### Brief
Restate every line of the material, word for word.

* * * * * * * * *

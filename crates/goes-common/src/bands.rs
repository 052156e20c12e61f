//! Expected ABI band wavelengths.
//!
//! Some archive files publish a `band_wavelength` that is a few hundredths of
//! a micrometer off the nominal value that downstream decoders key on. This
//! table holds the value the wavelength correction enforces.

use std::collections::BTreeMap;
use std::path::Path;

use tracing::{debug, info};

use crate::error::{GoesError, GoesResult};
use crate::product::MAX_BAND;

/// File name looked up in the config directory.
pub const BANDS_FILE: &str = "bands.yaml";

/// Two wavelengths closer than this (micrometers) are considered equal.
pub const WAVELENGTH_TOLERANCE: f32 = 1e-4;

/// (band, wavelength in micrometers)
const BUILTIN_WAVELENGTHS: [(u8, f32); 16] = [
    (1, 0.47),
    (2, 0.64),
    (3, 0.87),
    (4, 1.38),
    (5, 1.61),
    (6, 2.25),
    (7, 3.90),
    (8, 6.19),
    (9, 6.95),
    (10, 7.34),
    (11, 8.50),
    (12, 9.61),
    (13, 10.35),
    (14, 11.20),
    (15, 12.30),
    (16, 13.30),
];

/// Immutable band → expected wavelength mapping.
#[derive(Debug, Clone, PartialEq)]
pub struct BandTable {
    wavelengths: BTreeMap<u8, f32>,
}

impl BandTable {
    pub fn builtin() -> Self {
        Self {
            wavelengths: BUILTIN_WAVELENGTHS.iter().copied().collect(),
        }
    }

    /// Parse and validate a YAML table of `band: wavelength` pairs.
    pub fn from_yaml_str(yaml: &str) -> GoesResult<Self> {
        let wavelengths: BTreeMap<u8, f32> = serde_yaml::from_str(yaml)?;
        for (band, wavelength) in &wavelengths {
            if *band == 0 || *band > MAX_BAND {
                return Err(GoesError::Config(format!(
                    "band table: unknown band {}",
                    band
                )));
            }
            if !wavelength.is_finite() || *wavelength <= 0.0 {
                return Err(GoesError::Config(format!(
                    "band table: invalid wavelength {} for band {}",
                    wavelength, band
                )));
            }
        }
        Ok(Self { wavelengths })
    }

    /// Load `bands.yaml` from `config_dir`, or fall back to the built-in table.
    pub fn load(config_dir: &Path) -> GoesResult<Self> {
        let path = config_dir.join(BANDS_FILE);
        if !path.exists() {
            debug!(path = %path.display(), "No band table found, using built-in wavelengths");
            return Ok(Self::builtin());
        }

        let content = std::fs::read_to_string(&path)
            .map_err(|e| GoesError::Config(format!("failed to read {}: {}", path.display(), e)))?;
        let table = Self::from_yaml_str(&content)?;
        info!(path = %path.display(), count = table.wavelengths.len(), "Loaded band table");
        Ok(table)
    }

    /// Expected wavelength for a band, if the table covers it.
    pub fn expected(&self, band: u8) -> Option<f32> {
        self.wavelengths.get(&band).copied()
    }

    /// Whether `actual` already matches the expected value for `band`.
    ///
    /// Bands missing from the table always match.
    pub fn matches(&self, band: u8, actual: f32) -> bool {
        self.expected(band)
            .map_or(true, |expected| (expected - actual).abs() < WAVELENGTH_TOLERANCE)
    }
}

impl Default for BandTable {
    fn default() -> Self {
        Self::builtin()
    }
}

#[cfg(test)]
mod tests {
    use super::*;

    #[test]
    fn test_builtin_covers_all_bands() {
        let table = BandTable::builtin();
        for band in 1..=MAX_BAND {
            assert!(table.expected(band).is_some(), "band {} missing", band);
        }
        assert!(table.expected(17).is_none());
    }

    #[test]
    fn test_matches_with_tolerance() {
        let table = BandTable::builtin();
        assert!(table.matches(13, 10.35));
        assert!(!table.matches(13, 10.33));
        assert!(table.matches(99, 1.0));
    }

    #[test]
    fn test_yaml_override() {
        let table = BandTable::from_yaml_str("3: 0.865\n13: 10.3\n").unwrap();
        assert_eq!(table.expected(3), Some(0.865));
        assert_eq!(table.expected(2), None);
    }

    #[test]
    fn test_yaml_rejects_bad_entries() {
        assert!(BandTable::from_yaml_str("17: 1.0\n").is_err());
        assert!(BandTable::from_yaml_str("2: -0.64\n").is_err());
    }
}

* * * * * * * * *

### Task solution
filename crates/goes-common/src/bands.rs
repository 052156e20c12e61f
//! Expected ABI band wavelengths.
//!
//! Some archive files publish a `band_wavelength` that is a few hundredths of
//! a micrometer off the nominal value that downstream decoders key on. This
//! table holds the value the wavelength correction enforces.

use std::collections::BTreeMap;
use std::path::Path;

use tracing::{debug, info};

use crate::error::{GoesError, GoesResult};
use crate::product::MAX_BAND;

/// File name looked up in the config directory.
pub const BANDS_FILE: &str = "bands.yaml";

/// Two wavelengths closer than this (micrometers) are considered equal.
pub const WAVELENGTH_TOLERANCE: f32 = 1e-4;

/// (band, wavelength in micrometers)
const BUILTIN_WAVELENGTHS: [(u8, f32); 16] = [
    (1, 0.47),
    (2, 0.64),
    (3, 0.87),
    (4, 1.38),
    (5, 1.61),
    (6, 2.25),
    (7, 3.90),
    (8, 6.19),
    (9, 6.95),
    (10, 7.34),
    (11, 8.50),
    (12, 9.61),
    (13, 10.35),
    (14, 11.20),
    (15, 12.30),
    (16, 13.30),
];

/// Immutable band → expected wavelength mapping.
#[derive(Debug, Clone, PartialEq)]
pub struct BandTable {
    wavelengths: BTreeMap<u8, f32>,
}

impl BandTable {
    pub fn builtin() -> Self {
        Self {
            wavelengths: BUILTIN_WAVELENGTHS.iter().copied().collect(),
        }
    }

    /// Parse and validate a YAML table of `band: wavelength` pairs.
    pub fn from_yaml_str(yaml: &str) -> GoesResult<Self> {
        let wavelengths: BTreeMap<u8, f32> = serde_yaml::from_str(yaml)?;
        for (band, wavelength) in &wavelengths {
            if *band == 0 || *band > MAX_BAND {
                return Err(GoesError::Config(format!(
                    "band table: unknown band {}",
                    band
                )));
            }
            if !wavelength.is_finite() || *wavelength <= 0.0 {
                return Err(GoesError::Config(format!(
                    "band table: invalid wavelength {} for band {}",
                    wavelength, band
                )));
            }
        }
        Ok(Self { wavelengths })
    }

    /// Load `bands.yaml` from `config_dir`, or fall back to the built-in table.
    pub fn load(config_dir: &Path) -> GoesResult<Self> {
        let path = config_dir.join(BANDS_FILE);
        if !path.exists() {
            debug!(path = %path.display(), "No band table found, using built-in wavelengths");
            return Ok(Self::builtin());
        }

        let content = std::fs::read_to_string(&path)
            .map_err(|e| GoesError::Config(format!("failed to read {}: {}", path.display(), e)))?;
        let table = Self::from_yaml_str(&content)?;
        info!(path = %path.display(), count = table.wavelengths.len(), "Loaded band table");
        Ok(table)
    }

    /// Expected wavelength for a band, if the table covers it.
    pub fn expected(&self, band: u8) -> Option<f32> {
        self.wavelengths.get(&band).copied()
    }

    /// Whether `actual` already matches the expected value for `band`.
    ///
    /// Bands missing from the table always match.
    pub fn matches(&self, band: u8, actual: f32) -> bool {
        self.expected(band)
            .map_or(true, |expected| (expected - actual).abs() < WAVELENGTH_TOLERANCE)
    }
}

impl Default for BandTable {
    fn default() -> Self {
        Self::builtin()
    }
}

#[cfg(test)]
mod tests {
    use super::*;

    #[test]
    fn test_builtin_covers_all_bands() {
        let table = BandTable::builtin();
        for band in 1..=MAX_BAND {
            assert!(table.expected(band).is_some(), "band {} missing", band);
        }
        assert!(table.expected(17).is_none());
    }

    #[test]
    fn test_matches_with_tolerance() {
        let table = BandTable::builtin();
        assert!(table.matches(13, 10.35));
        assert!(!table.matches(13, 10.33));
        assert!(table.matches(99, 1.0));
    }

    #[test]
    fn test_yaml_override() {
        let table = BandTable::from_yaml_str("3: 0.865\n13: 10.3\n").unwrap();
        assert_eq!(table.expected(3), Some(0.865));
        assert_eq!(table.expected(2), None);
    }

    #[test]
    fn test_yaml_rejects_bad_entries() {
        assert!(BandTable::from_yaml_str("17: 1.0\n").is_err());
        assert!(BandTable::from_yaml_str("2: -0.64\n").is_err());
    }
}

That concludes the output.